Страница 40 из 47
Мартьянов всю войну считался в нетях. Во всяком случае, его жена Маша, Мария Васильевна, тихая добрая женщина, работавшая в шелтозерском магазине и не раз помогавшая подполью продуктами, еще в сорок первом году получила извещение о том, что муж пропал без вести в боях на Балтике.
Оба — и Горбачев и Тучин — хорошо знали его: местный, родился в Низово, работал директором Матвеево-Сельгской школы, до войны еще призван в Красный флот.
— Судьба у него, как у Одиссея, — рассказывал Николаев с давно замеченной завистью к большим биографиям. — Конечно, кривые шаги у него были, но в таких обстоятельствах, что не известно, кто бы из нас ходил прямо: Мартьянов воевал на полустрове Ханко, Красный Гангут держался пять с половиной месяцев, и только в начале декабря свыше двадцати тысяч человек гарнизона были переброшены с оружием в Ленинград.

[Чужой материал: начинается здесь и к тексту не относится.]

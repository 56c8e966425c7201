//! On-disk audio artifacts under the cache directory.
//!
//! Dynamic artifacts are named `cached_<hash>.mp3`, so a lost file can be re-derived from the
//! same text and voice. A small set of reserved files survives voice-switch purges.

use crate::cache::CacheKey;
use serde::{Deserialize, Serialize};
use std::fmt;
use std::path::{Path, PathBuf};
use std::sync::atomic::{AtomicU64, Ordering};
use tracing::{debug, warn};

const PART_SUFFIX: &str = "part";

/// Distinguishes concurrent writers of the same destination.
static NEXT_PART: AtomicU64 = AtomicU64::new(0);

/// Reserved static artifacts. These are never removed by a cache purge.
#[derive(Debug, Clone, Copy, PartialEq, Eq, Hash, Serialize, Deserialize)]
#[serde(rename_all = "snake_case")]
pub enum Reserved {
    Welcome,
    Fallback,
    Exit,
}

impl Reserved {
    pub const ALL: [Reserved; 3] = [Reserved::Welcome, Reserved::Fallback, Reserved::Exit];

    pub fn file_name(self) -> &'static str {
        match self {
            Reserved::Welcome => "welcome.mp3",
            Reserved::Fallback => "fallback.mp3",
            Reserved::Exit => "exit.mp3",
        }
    }

    pub fn label(self) -> &'static str {
        match self {
            Reserved::Welcome => "welcome",
            Reserved::Fallback => "fallback",
            Reserved::Exit => "exit",
        }
    }
}

/// Reference to a playable artifact: its path on disk. The file name doubles as the
/// public reference handed to the static-file transport.
#[derive(Debug, Clone, PartialEq, Eq, Hash)]
pub struct AudioRef {
    path: PathBuf,
}

impl AudioRef {
    pub fn new(path: impl Into<PathBuf>) -> Self {
        Self { path: path.into() }
    }

    pub fn path(&self) -> &Path {
        &self.path
    }

    pub fn file_name(&self) -> &str {
        self.path
            .file_name()
            .and_then(|n| n.to_str())
            .unwrap_or_default()
    }

    /// Whether the backing file still exists. Cache hits must pass this before being trusted.
    pub async fn is_live(&self) -> bool {
        tokio::fs::try_exists(&self.path).await.unwrap_or(false)
    }

    /// URL under which the static transport serves this artifact.
    pub fn public_url(&self, base_url: &str) -> String {
        format!("{}/{}", base_url.trim_end_matches('/'), self.file_name())
    }
}

impl fmt::Display for AudioRef {
    fn fmt(&self, f: &mut fmt::Formatter<'_>) -> fmt::Result {
        write!(f, "{}", self.path.display())
    }
}

/// Owns the cache directory layout.
#[derive(Debug, Clone)]
pub struct ArtifactStore {
    dir: PathBuf,
}

impl ArtifactStore {
    /// Create the store, creating the directory if needed.
    pub fn open(dir: impl Into<PathBuf>) -> std::io::Result<Self> {
        let dir = dir.into();
        std::fs::create_dir_all(&dir)?;
        Ok(Self { dir })
    }

    pub fn dir(&self) -> &Path {
        &self.dir
    }

    /// Deterministic artifact location for a response-cache key.
    pub fn cached(&self, key: &CacheKey) -> AudioRef {
        AudioRef::new(self.dir.join(format!("cached_{key}.mp3")))
    }

    pub fn reserved(&self, which: Reserved) -> AudioRef {
        AudioRef::new(self.dir.join(which.file_name()))
    }

    pub fn is_reserved(file_name: &str) -> bool {
        Reserved::ALL.iter().any(|r| r.file_name() == file_name)
    }

    /// Delete every artifact except the reserved allow-list. Returns the number removed.
    pub async fn purge_except_reserved(&self) -> std::io::Result<usize> {
        let mut removed = 0;
        let mut entries = tokio::fs::read_dir(&self.dir).await?;
        while let Some(entry) = entries.next_entry().await? {
            let name = entry.file_name();
            let name = name.to_string_lossy();
            // In-flight writes belong to a running turn; their keys carry the old voice id.
            if Self::is_reserved(&name) || name.ends_with(PART_SUFFIX) {
                continue;
            }
            if !entry.file_type().await?.is_file() {
                continue;
            }
            match tokio::fs::remove_file(entry.path()).await {
                Ok(()) => removed += 1,
                // Another turn may have finished writing or removed it already.
                Err(e) if e.kind() == std::io::ErrorKind::NotFound => {}
                Err(e) => return Err(e),
            }
        }
        debug!(target: "callgod::artifact", removed, dir = %self.dir.display(), "purged artifacts");
        Ok(removed)
    }
}

/// In-progress artifact. Bytes go to `<dest>.<pid>-<n>.part`, private to this writer;
/// `commit` renames it into place. Two writers racing on one destination each publish a
/// complete file and the later rename wins. Dropping without commit removes the partial
/// file, so a cancelled or failed write is never visible under the final name.
pub struct PartialArtifact {
    part: PathBuf,
    dest: PathBuf,
    committed: bool,
}

impl PartialArtifact {
    pub async fn create(dest: &Path) -> std::io::Result<(Self, tokio::fs::File)> {
        let n = NEXT_PART.fetch_add(1, Ordering::Relaxed);
        let mut part = dest.as_os_str().to_owned();
        part.push(format!(".{}-{}.{}", std::process::id(), n, PART_SUFFIX));
        let part = PathBuf::from(part);
        let file = tokio::fs::File::create(&part).await?;
        Ok((
            Self {
                part,
                dest: dest.to_path_buf(),
                committed: false,
            },
            file,
        ))
    }

    pub async fn commit(mut self) -> std::io::Result<AudioRef> {
        tokio::fs::rename(&self.part, &self.dest).await?;
        self.committed = true;
        Ok(AudioRef::new(self.dest.clone()))
    }
}

impl Drop for PartialArtifact {
    fn drop(&mut self) {
        if !self.committed {
            if let Err(e) = std::fs::remove_file(&self.part) {
                if e.kind() != std::io::ErrorKind::NotFound {
                    warn!(target: "callgod::artifact", part = %self.part.display(), "failed to remove partial artifact: {}", e);
                }
            }
        }
    }
}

Для прикрытия отхода на базе осталась группа добровольцев и в том числе Мартьянов. А тут все, кто не погиб, попадают в плен. Немцы увозят его в Германию, а там выясняется, что он вепс, и его переправляют в Финляндию… Все это Мартьянов рассказывал Петру под Олонцем… Долгое время он сидел в концлагере, а в сорок третьем году ему предложили вступить в «батальон соплеменников», и он согласился. Теперь давайте разберемся, почему он согласился…
— Хватит, — перебил тогда Тучин. — Ясно, куда клонишь, у тебя, Алексей, что ни мученик, то — герой.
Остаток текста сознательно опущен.